# Exercise details:
For the material that follows, list every line containing the word "info".

________

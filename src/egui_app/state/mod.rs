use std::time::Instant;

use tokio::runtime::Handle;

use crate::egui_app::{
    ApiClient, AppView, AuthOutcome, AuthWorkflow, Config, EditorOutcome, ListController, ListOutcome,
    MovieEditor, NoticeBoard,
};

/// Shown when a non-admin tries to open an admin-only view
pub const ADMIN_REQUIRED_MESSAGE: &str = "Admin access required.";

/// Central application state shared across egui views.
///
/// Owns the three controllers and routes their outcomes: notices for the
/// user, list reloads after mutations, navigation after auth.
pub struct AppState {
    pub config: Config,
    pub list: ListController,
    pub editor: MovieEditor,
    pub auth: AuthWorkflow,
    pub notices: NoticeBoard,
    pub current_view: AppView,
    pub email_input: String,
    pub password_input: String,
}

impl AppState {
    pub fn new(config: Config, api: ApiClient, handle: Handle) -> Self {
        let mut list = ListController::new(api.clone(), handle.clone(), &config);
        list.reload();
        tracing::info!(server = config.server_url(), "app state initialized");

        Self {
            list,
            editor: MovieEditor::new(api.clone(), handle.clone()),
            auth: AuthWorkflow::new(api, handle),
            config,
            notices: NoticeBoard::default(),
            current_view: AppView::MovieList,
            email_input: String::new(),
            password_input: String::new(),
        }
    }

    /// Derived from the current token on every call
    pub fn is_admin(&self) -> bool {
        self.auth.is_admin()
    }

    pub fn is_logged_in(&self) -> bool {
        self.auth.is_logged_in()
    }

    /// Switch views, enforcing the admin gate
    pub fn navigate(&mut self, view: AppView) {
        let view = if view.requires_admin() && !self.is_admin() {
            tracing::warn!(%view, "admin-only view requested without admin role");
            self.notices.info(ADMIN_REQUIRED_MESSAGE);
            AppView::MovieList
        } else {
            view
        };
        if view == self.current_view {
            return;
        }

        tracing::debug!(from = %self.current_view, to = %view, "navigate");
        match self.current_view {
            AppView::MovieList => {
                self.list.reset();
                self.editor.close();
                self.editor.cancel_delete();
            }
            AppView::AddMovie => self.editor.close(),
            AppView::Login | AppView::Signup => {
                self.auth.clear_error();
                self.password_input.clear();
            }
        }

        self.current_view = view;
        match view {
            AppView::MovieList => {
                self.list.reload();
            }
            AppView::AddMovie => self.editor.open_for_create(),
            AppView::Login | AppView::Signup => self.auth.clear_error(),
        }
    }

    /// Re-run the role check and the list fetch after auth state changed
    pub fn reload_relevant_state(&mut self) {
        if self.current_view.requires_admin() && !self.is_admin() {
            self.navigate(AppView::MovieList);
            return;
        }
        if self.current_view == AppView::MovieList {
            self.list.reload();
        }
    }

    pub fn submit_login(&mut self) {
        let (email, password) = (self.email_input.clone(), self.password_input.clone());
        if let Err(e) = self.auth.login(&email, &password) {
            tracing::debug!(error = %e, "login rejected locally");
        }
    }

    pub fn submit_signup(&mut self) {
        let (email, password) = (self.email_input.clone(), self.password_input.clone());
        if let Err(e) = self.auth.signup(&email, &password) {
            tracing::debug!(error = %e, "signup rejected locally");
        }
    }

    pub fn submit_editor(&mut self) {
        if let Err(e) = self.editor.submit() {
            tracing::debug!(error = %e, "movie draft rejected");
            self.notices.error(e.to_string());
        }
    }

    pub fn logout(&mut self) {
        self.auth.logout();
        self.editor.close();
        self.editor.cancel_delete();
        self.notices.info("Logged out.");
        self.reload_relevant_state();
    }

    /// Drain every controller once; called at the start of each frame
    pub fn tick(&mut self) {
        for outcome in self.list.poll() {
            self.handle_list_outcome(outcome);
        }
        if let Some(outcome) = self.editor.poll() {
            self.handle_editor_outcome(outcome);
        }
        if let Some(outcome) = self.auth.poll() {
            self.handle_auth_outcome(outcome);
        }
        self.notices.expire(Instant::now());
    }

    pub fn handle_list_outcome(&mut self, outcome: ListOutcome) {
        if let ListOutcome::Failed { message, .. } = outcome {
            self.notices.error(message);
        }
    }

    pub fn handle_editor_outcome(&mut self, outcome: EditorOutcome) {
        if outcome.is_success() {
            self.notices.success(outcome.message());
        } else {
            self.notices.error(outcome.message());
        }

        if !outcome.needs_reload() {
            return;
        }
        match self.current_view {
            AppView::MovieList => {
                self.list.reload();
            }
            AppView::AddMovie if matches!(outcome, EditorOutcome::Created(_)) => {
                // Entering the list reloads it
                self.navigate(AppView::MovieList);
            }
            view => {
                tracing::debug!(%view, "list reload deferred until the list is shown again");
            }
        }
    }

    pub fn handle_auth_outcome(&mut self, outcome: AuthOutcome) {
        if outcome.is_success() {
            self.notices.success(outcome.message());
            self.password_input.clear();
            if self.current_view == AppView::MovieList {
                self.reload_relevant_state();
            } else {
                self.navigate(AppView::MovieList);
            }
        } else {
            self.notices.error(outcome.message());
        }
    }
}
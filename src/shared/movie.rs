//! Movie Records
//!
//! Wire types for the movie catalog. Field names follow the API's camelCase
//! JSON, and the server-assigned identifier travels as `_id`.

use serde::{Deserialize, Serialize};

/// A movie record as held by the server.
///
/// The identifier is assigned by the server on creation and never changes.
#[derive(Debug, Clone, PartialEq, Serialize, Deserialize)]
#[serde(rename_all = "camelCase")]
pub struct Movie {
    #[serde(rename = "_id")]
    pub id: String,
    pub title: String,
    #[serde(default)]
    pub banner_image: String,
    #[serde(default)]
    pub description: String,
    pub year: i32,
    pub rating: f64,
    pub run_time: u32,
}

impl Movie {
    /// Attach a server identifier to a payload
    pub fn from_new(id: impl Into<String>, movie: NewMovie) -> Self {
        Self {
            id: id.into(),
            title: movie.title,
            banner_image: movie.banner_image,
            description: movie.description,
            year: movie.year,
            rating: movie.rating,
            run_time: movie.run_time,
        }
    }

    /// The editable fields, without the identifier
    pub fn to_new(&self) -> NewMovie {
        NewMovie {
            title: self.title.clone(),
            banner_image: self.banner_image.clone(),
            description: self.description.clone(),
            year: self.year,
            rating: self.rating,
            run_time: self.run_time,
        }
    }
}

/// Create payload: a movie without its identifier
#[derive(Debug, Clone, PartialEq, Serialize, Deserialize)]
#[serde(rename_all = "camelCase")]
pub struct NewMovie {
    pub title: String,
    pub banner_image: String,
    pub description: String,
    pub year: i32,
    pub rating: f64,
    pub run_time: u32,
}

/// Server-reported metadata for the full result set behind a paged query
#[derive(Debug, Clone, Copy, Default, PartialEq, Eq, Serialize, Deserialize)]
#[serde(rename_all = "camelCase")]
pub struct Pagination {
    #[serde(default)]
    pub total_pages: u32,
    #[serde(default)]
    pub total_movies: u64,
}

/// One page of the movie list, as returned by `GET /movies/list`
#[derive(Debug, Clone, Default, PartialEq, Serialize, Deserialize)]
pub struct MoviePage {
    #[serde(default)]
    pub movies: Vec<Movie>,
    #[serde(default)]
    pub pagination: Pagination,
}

________

# Reply to the task:
        tracing::info!(server = config.server_url(), "app state initialized");
            self.notices.info(ADMIN_REQUIRED_MESSAGE);
        self.notices.info("Logged out.");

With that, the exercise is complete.